Data to process Start Marker

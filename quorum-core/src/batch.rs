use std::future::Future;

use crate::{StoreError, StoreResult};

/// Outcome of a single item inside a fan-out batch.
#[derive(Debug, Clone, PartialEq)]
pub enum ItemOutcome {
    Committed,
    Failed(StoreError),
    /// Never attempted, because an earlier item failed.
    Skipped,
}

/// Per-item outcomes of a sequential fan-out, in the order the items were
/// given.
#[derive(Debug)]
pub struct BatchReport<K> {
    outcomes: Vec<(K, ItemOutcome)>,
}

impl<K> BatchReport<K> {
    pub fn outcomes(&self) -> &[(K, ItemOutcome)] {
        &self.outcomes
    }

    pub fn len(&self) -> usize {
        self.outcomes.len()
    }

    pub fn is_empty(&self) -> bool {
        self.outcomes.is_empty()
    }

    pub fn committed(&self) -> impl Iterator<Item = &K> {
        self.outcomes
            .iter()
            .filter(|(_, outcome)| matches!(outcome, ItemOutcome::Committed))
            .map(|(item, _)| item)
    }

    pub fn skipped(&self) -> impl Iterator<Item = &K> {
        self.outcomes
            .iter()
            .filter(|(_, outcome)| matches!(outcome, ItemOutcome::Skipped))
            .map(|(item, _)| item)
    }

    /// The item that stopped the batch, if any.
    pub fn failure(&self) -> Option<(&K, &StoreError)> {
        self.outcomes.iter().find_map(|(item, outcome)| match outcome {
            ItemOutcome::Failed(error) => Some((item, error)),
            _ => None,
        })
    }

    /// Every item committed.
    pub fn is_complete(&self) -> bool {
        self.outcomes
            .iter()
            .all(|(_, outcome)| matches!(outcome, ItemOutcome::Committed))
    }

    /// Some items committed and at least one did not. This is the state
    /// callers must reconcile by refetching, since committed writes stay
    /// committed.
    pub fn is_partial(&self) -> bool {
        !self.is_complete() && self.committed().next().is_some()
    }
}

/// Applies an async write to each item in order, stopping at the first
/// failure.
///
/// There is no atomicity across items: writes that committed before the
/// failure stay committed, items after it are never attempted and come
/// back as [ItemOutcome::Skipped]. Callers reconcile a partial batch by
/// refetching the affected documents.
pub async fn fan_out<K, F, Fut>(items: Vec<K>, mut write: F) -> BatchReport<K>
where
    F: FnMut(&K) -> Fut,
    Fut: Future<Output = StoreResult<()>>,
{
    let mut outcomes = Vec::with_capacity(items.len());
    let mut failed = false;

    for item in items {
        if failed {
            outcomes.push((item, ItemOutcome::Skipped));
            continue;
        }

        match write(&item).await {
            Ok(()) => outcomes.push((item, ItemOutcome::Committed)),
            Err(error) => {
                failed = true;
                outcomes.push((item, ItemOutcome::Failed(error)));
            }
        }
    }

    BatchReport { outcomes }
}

Data to process End Marker

» Task prompt: Of the lines above, show those in which "order" appears.

» Response to the task:
/// Per-item outcomes of a sequential fan-out, in the order the items were
/// Applies an async write to each item in order, stopping at the first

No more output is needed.